§ DATA TO EXAMINE
//! Comparison operators for `if` / `while`
//!
//! Coercion rules:
//!
//! | left \ right     | number / bool         | string                 | null  | list / mapping |
//! |------------------|-----------------------|------------------------|-------|----------------|
//! | number           | numeric (bool = 0/1)  | numeric if the string parses, else unequal | unequal | unequal |
//! | bool             | numeric (bool = 0/1)  | unequal                | unequal | unequal      |
//! | string           | (symmetric)           | lexicographic          | unequal | unequal      |
//! | null             | unequal               | unequal                | equal | unequal        |
//! | list / mapping   | unequal               | unequal                | unequal | structural equality only |
//!
//! "Unequal" pairs answer `==` with false and `!=` with true; ordering them
//! (`<`, `<=`, `>`, `>=`) is an expression error. A string is never coerced
//! to a boolean.

use std::cmp::Ordering;
use std::fmt;
use std::str::FromStr;

use pad_core::value;
use serde_json::Value;

use crate::error::{ScriptError, ScriptResult};

/// One of `== != < <= > >=`
#[derive(Debug, Clone, Copy, PartialEq, Eq)]
pub enum CompareOp {
    Eq,
    Ne,
    Lt,
    Le,
    Gt,
    Ge,
}

impl CompareOp {
    pub fn as_str(self) -> &'static str {
        match self {
            CompareOp::Eq => "==",
            CompareOp::Ne => "!=",
            CompareOp::Lt => "<",
            CompareOp::Le => "<=",
            CompareOp::Gt => ">",
            CompareOp::Ge => ">=",
        }
    }

    fn is_ordering(self) -> bool {
        !matches!(self, CompareOp::Eq | CompareOp::Ne)
    }

    fn holds(self, ordering: Ordering) -> bool {
        match self {
            CompareOp::Eq => ordering == Ordering::Equal,
            CompareOp::Ne => ordering != Ordering::Equal,
            CompareOp::Lt => ordering == Ordering::Less,
            CompareOp::Le => ordering != Ordering::Greater,
            CompareOp::Gt => ordering == Ordering::Greater,
            CompareOp::Ge => ordering != Ordering::Less,
        }
    }
}

impl FromStr for CompareOp {
    type Err = String;

    fn from_str(s: &str) -> Result<Self, Self::Err> {
        match s.trim() {
            "==" => Ok(CompareOp::Eq),
            "!=" => Ok(CompareOp::Ne),
            "<" => Ok(CompareOp::Lt),
            "<=" => Ok(CompareOp::Le),
            ">" => Ok(CompareOp::Gt),
            ">=" => Ok(CompareOp::Ge),
            other => Err(other.to_string()),
        }
    }
}

impl fmt::Display for CompareOp {
    fn fmt(&self, f: &mut fmt::Formatter<'_>) -> fmt::Result {
        f.write_str(self.as_str())
    }
}

/// How two values relate under the coercion table
enum Relation {
    Ordered(Ordering),
    /// Comparable for equality only
    Equality(bool),
}

fn is_numeric(v: &Value) -> bool {
    matches!(v, Value::Number(_) | Value::Bool(_))
}

fn numeric_order(left: &Value, right: &Value) -> Option<Ordering> {
    if let (Some(a), Some(b)) = (value::as_i64(left), value::as_i64(right)) {
        return Some(a.cmp(&b));
    }
    value::as_f64(left)?.partial_cmp(&value::as_f64(right)?)
}

fn parse_numeric_string(s: &str) -> Option<Value> {
    let s = s.trim();
    if let Ok(i) = s.parse::<i64>() {
        return Some(Value::from(i));
    }
    s.parse::<f64>().ok().and_then(value::from_f64)
}

fn relate(left: &Value, right: &Value) -> Relation {
    match (left, right) {
        (l, r) if is_numeric(l) && is_numeric(r) => match numeric_order(l, r) {
            Some(ordering) => Relation::Ordered(ordering),
            None => Relation::Equality(false),
        },
        (Value::String(s), Value::Number(_)) => match parse_numeric_string(s) {
            Some(n) => relate(&n, right),
            None => Relation::Equality(false),
        },
        (Value::Number(_), Value::String(s)) => match parse_numeric_string(s) {
            Some(n) => relate(left, &n),
            None => Relation::Equality(false),
        },
        (Value::String(a), Value::String(b)) => Relation::Ordered(a.cmp(b)),
        (Value::Null, Value::Null) => Relation::Equality(true),
        (Value::Array(_), Value::Array(_)) | (Value::Object(_), Value::Object(_)) => {
            Relation::Equality(left == right)
        }
        _ => Relation::Equality(false),
    }
}

/// Evaluate `left op right`
pub fn compare(left: &Value, op: CompareOp, right: &Value) -> ScriptResult<bool> {
    match relate(left, right) {
        Relation::Ordered(ordering) => Ok(op.holds(ordering)),
        Relation::Equality(_) if op.is_ordering() => Err(ScriptError::expression(format!(
            "cannot order {} and {} with '{op}'",
            value::type_name(left),
            value::type_name(right)
        ))),
        Relation::Equality(equal) => Ok(if op == CompareOp::Eq { equal } else { !equal }),
    }
}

§ YOUR INSTRUCTIONS
Every line of the material above must be set down again exactly.

§ TASK RESULT
//! Comparison operators for `if` / `while`
//!
//! Coercion rules:
//!
//! | left \ right     | number / bool         | string                 | null  | list / mapping |
//! |------------------|-----------------------|------------------------|-------|----------------|
//! | number           | numeric (bool = 0/1)  | numeric if the string parses, else unequal | unequal | unequal |
//! | bool             | numeric (bool = 0/1)  | unequal                | unequal | unequal      |
//! | string           | (symmetric)           | lexicographic          | unequal | unequal      |
//! | null             | unequal               | unequal                | equal | unequal        |
//! | list / mapping   | unequal               | unequal                | unequal | structural equality only |
//!
//! "Unequal" pairs answer `==` with false and `!=` with true; ordering them
//! (`<`, `<=`, `>`, `>=`) is an expression error. A string is never coerced
//! to a boolean.

use std::cmp::Ordering;
use std::fmt;
use std::str::FromStr;

use pad_core::value;
use serde_json::Value;

use crate::error::{ScriptError, ScriptResult};

/// One of `== != < <= > >=`
#[derive(Debug, Clone, Copy, PartialEq, Eq)]
pub enum CompareOp {
    Eq,
    Ne,
    Lt,
    Le,
    Gt,
    Ge,
}

impl CompareOp {
    pub fn as_str(self) -> &'static str {
        match self {
            CompareOp::Eq => "==",
            CompareOp::Ne => "!=",
            CompareOp::Lt => "<",
            CompareOp::Le => "<=",
            CompareOp::Gt => ">",
            CompareOp::Ge => ">=",
        }
    }

    fn is_ordering(self) -> bool {
        !matches!(self, CompareOp::Eq | CompareOp::Ne)
    }

    fn holds(self, ordering: Ordering) -> bool {
        match self {
            CompareOp::Eq => ordering == Ordering::Equal,
            CompareOp::Ne => ordering != Ordering::Equal,
            CompareOp::Lt => ordering == Ordering::Less,
            CompareOp::Le => ordering != Ordering::Greater,
            CompareOp::Gt => ordering == Ordering::Greater,
            CompareOp::Ge => ordering != Ordering::Less,
        }
    }
}

impl FromStr for CompareOp {
    type Err = String;

    fn from_str(s: &str) -> Result<Self, Self::Err> {
        match s.trim() {
            "==" => Ok(CompareOp::Eq),
            "!=" => Ok(CompareOp::Ne),
            "<" => Ok(CompareOp::Lt),
            "<=" => Ok(CompareOp::Le),
            ">" => Ok(CompareOp::Gt),
            ">=" => Ok(CompareOp::Ge),
            other => Err(other.to_string()),
        }
    }
}

impl fmt::Display for CompareOp {
    fn fmt(&self, f: &mut fmt::Formatter<'_>) -> fmt::Result {
        f.write_str(self.as_str())
    }
}

/// How two values relate under the coercion table
enum Relation {
    Ordered(Ordering),
    /// Comparable for equality only
    Equality(bool),
}

fn is_numeric(v: &Value) -> bool {
    matches!(v, Value::Number(_) | Value::Bool(_))
}

fn numeric_order(left: &Value, right: &Value) -> Option<Ordering> {
    if let (Some(a), Some(b)) = (value::as_i64(left), value::as_i64(right)) {
        return Some(a.cmp(&b));
    }
    value::as_f64(left)?.partial_cmp(&value::as_f64(right)?)
}

fn parse_numeric_string(s: &str) -> Option<Value> {
    let s = s.trim();
    if let Ok(i) = s.parse::<i64>() {
        return Some(Value::from(i));
    }
    s.parse::<f64>().ok().and_then(value::from_f64)
}

fn relate(left: &Value, right: &Value) -> Relation {
    match (left, right) {
        (l, r) if is_numeric(l) && is_numeric(r) => match numeric_order(l, r) {
            Some(ordering) => Relation::Ordered(ordering),
            None => Relation::Equality(false),
        },
        (Value::String(s), Value::Number(_)) => match parse_numeric_string(s) {
            Some(n) => relate(&n, right),
            None => Relation::Equality(false),
        },
        (Value::Number(_), Value::String(s)) => match parse_numeric_string(s) {
            Some(n) => relate(left, &n),
            None => Relation::Equality(false),
        },
        (Value::String(a), Value::String(b)) => Relation::Ordered(a.cmp(b)),
        (Value::Null, Value::Null) => Relation::Equality(true),
        (Value::Array(_), Value::Array(_)) | (Value::Object(_), Value::Object(_)) => {
            Relation::Equality(left == right)
        }
        _ => Relation::Equality(false),
    }
}

/// Evaluate `left op right`
pub fn compare(left: &Value, op: CompareOp, right: &Value) -> ScriptResult<bool> {
    match relate(left, right) {
        Relation::Ordered(ordering) => Ok(op.holds(ordering)),
        Relation::Equality(_) if op.is_ordering() => Err(ScriptError::expression(format!(
            "cannot order {} and {} with '{op}'",
            value::type_name(left),
            value::type_name(right)
        ))),
        Relation::Equality(equal) => Ok(if op == CompareOp::Eq { equal } else { !equal }),
    }
}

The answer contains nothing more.